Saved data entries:
◇ ◇ ◇ ◇ ◇ ◇ ◇

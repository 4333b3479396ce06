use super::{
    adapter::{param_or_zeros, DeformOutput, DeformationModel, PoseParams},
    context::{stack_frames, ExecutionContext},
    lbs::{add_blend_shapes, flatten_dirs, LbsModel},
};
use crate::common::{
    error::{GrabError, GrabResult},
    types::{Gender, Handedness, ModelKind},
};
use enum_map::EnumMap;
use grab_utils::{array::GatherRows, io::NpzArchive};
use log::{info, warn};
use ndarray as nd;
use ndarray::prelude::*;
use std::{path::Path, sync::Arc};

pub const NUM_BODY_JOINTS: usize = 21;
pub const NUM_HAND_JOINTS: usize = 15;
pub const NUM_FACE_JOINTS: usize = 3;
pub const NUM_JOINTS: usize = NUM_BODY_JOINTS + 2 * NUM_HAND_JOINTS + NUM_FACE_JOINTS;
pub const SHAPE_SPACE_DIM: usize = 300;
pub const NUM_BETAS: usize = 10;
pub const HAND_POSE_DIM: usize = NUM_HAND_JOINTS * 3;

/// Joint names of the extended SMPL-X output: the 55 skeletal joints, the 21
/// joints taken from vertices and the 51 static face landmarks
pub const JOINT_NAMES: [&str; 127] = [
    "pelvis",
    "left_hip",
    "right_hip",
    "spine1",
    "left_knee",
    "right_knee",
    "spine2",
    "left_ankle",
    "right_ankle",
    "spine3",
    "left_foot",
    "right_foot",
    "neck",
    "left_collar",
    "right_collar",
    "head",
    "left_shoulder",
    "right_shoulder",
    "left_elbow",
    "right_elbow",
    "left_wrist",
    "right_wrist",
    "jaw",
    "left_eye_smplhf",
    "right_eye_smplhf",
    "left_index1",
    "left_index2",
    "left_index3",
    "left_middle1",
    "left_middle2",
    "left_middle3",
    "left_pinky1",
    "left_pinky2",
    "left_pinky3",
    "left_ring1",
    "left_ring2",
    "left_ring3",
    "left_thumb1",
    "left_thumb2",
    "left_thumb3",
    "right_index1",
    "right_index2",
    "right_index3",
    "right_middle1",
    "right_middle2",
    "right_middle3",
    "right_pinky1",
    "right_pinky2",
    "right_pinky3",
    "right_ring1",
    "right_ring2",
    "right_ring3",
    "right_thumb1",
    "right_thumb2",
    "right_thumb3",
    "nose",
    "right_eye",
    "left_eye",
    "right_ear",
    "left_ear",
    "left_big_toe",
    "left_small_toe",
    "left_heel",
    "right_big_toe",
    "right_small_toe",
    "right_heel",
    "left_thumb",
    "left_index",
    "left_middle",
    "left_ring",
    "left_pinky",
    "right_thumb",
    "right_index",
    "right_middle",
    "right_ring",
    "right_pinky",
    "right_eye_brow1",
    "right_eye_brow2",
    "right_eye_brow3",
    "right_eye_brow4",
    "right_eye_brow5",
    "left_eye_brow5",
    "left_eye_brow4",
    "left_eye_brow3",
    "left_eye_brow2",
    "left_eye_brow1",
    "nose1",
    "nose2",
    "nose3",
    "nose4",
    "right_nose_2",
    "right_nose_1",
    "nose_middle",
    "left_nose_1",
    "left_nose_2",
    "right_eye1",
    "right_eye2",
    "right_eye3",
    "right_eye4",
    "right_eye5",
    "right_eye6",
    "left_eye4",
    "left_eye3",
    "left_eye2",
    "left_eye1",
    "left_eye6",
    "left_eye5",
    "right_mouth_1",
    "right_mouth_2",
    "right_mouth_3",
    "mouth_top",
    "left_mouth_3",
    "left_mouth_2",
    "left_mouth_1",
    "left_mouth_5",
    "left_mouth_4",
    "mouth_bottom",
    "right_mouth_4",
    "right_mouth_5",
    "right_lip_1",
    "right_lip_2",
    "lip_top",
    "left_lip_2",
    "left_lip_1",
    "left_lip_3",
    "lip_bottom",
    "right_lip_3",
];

◇ ◇ ◇ ◇ ◇ ◇ ◇

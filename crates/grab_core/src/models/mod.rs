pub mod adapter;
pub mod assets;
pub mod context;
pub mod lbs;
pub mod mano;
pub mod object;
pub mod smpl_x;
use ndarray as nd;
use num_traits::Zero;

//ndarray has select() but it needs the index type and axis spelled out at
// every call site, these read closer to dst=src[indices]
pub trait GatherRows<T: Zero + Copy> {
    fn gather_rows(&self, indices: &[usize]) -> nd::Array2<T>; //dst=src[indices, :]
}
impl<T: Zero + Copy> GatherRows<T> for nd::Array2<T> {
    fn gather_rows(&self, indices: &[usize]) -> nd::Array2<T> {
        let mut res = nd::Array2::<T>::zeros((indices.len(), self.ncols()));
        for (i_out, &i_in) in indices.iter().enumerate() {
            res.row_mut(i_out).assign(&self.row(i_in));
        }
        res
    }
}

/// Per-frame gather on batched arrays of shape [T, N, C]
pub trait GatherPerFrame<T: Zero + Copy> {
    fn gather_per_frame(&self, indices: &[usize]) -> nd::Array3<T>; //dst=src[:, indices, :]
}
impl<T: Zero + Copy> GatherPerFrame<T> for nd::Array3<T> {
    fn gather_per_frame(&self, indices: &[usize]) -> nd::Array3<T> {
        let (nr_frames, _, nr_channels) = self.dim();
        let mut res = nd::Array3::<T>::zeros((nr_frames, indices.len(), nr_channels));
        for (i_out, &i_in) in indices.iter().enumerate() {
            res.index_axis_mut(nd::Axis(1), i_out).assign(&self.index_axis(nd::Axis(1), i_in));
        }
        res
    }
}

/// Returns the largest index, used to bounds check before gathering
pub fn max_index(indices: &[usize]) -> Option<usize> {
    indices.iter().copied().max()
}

◇ ◇ ◇ ◇ ◇ ◇ ◇

Problem to work on: Give the number of lines in the entries above that include the string "indices". No other output is expected.

The completed task: 11